Speaking for myself, I am going to vote as I always do, and I’m going to vote for the Democrat on every ballot.

Not because I approve of the party’s performance. I would be crazy to do that. But because the Republicans are so much worse.

In a dispatch today from a service called Truthout, Mike Lofgren, a Republican who spent 30 years as a Congressional staff member, explains why he quit the party. And his explanation pretty much sums up my perceptions:

Both parties are rotten – how could they not be, given the complete infestation of the political system by corporate money on a scale that now requires a presidential candidate to raise upwards of a billion dollars to be competitive in the general election? Both parties are captives to corporate loot. The main reason the Democrats’ health care bill will be a budget buster once it fully phases in is the Democrats’ rank capitulation to corporate interests – no single-payer system, in order to mollify the insurers; and no negotiation of drug prices, a craven surrender to Big Pharma.

But both parties are not rotten in quite the same way. The Democrats have their share of machine politicians, careerists, corporate bagmen, egomaniacs and kooks. Nothing, however, quite matches the modern GOP.

To those millions of Americans who have finally begun paying attention to politics and watched with exasperation the tragicomedy of the debt ceiling extension, it may have come as a shock that the Republican Party is so full of lunatics.
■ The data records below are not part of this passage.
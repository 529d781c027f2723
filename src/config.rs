//! Feed configuration
//!
//! Loaded from a TOML file (missing file means defaults), then overridden
//! from the environment.

use anyhow::Context;
use serde::{Deserialize, Serialize};
use std::path::Path;
use std::time::Duration;

/// Runtime configuration for the feed service.
#[derive(Debug, Clone, Serialize, Deserialize)]
pub struct FeedConfig {
    /// REST base URL (token metadata + transaction history)
    #[serde(default = "default_api_base")]
    pub api_base: String,

    /// Push transport URL
    #[serde(default = "default_ws_url")]
    pub ws_url: String,

    /// Sent as `x-api-key` on REST requests and the WS handshake
    #[serde(default)]
    pub api_key: Option<String>,

    #[serde(default = "default_chain")]
    pub chain: String,

    /// History page size
    #[serde(default = "default_page_size")]
    pub page_size: usize,

    /// Currency shown when a trade omits its own currency metadata
    #[serde(default = "default_currency")]
    pub default_currency: String,

    /// Metrics batching window (ms)
    #[serde(default = "default_batch_interval_ms")]
    pub batch_interval_ms: u64,

    #[serde(default = "default_dedup_capacity")]
    pub dedup_capacity: usize,

    #[serde(default = "default_pending_capacity")]
    pub pending_capacity: usize,

    /// Transport retry ceiling
    #[serde(default = "default_reconnect_attempts")]
    pub reconnect_attempts: u32,

    /// Fixed delay between reconnect attempts (ms)
    #[serde(default = "default_reconnect_interval_ms")]
    pub reconnect_interval_ms: u64,

    /// Scroll offset (px) under which the viewport is at the newest edge
    #[serde(default = "default_newest_edge_threshold_px")]
    pub newest_edge_threshold_px: f64,

    /// Distance (px) from the end of the list that triggers the next page
    #[serde(default = "default_load_more_threshold_px")]
    pub load_more_threshold_px: f64,

    #[serde(default = "default_recent_searches_limit")]
    pub recent_searches_limit: usize,

    #[serde(default = "default_port")]
    pub port: u16,

    #[serde(default = "default_db_path")]
    pub db_path: String,
}

fn default_api_base() -> String {
    "http://localhost:3000/v1".to_string()
}

fn default_ws_url() -> String {
    "ws://localhost:3000/ws/v1/rooms".to_string()
}

fn default_chain() -> String {
    "solana".to_string()
}

fn default_page_size() -> usize {
    500
}

fn default_currency() -> String {
    "SOL".to_string()
}

fn default_batch_interval_ms() -> u64 {
    100
}

fn default_dedup_capacity() -> usize {
    100
}

fn default_pending_capacity() -> usize {
    500
}

fn default_reconnect_attempts() -> u32 {
    10
}

fn default_reconnect_interval_ms() -> u64 {
    3000
}

fn default_newest_edge_threshold_px() -> f64 {
    50.0
}

fn default_load_more_threshold_px() -> f64 {
    200.0
}

fn default_recent_searches_limit() -> usize {
    10
}

fn default_port() -> u16 {
    8080
}

fn default_db_path() -> String {
    "./tokenscope.db".to_string()
}

impl Default for FeedConfig {
    fn default() -> Self {
        Self {
            api_base: default_api_base(),
            ws_url: default_ws_url(),
            api_key: None,
            chain: default_chain(),
            page_size: default_page_size(),
            default_currency: default_currency(),
            batch_interval_ms: default_batch_interval_ms(),
            dedup_capacity: default_dedup_capacity(),
            pending_capacity: default_pending_capacity(),
            reconnect_attempts: default_reconnect_attempts(),
            reconnect_interval_ms: default_reconnect_interval_ms(),
            newest_edge_threshold_px: default_newest_edge_threshold_px(),
            load_more_threshold_px: default_load_more_threshold_px(),
            recent_searches_limit: default_recent_searches_limit(),
            port: default_port(),
            db_path: default_db_path(),
        }
    }
}

impl FeedConfig {
    /// Load from TOML file
    pub fn load(path: impl AsRef<Path>) -> anyhow::Result<Self> {
        let path = path.as_ref();
        let contents = std::fs::read_to_string(path)
            .with_context(|| format!("Failed to read config {}", path.display()))?;
        let config: Self = toml::from_str(&contents)
            .with_context(|| format!("Failed to parse config {}", path.display()))?;
        Ok(config)
    }

    /// Load the TOML file named by `TOKENSCOPE_CONFIG` (or `explicit`), then
    /// apply environment overrides.
    pub fn from_env(explicit: Option<&Path>) -> Self {
        dotenv::dotenv().ok();

        let path = explicit
            .map(|p| p.to_string_lossy().into_owned())
            .or_else(|| std::env::var("TOKENSCOPE_CONFIG").ok())
            .unwrap_or_else(|| "tokenscope.toml".to_string());

        let mut config = Self::load(&path).unwrap_or_else(|e| {
            tracing::debug!("Using default feed config ({}): {}", path, e);
            Self::default()
        });
        config.apply_env_overrides();
        config
    }

    fn apply_env_overrides(&mut self) {
        if let Ok(v) = std::env::var("TOKENSCOPE_API_BASE") {
            self.api_base = v;
        }
        if let Ok(v) = std::env::var("TOKENSCOPE_WS_URL") {
            self.ws_url = v;
        }
        if let Ok(v) = std::env::var("TOKENSCOPE_API_KEY") {
            if !v.trim().is_empty() {
                self.api_key = Some(v.trim().to_string());
            }
        }
        if let Some(port) = std::env::var("TOKENSCOPE_PORT")
            .ok()
            .and_then(|v| v.parse::<u16>().ok())
        {
            self.port = port;
        }
        if let Ok(v) = std::env::var("TOKENSCOPE_DB_PATH") {
            self.db_path = v;
        }
    }

    pub fn batch_interval(&self) -> Duration {
        Duration::from_millis(self.batch_interval_ms)
    }

    pub fn reconnect_interval(&self) -> Duration {
        Duration::from_millis(self.reconnect_interval_ms)
    }
}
To be sure, the party, like any political party on earth, has always had its share of crackpots, like Robert K. Dornan or William E. Dannemeyer. But the crackpot outliers of two decades ago have become the vital center today: Steve King, Michele Bachman (now a leading presidential candidate as well), Paul Broun, Patrick McHenry, Virginia Foxx, Louie Gohmert, Allen West. The Congressional directory now reads like a casebook of lunacy…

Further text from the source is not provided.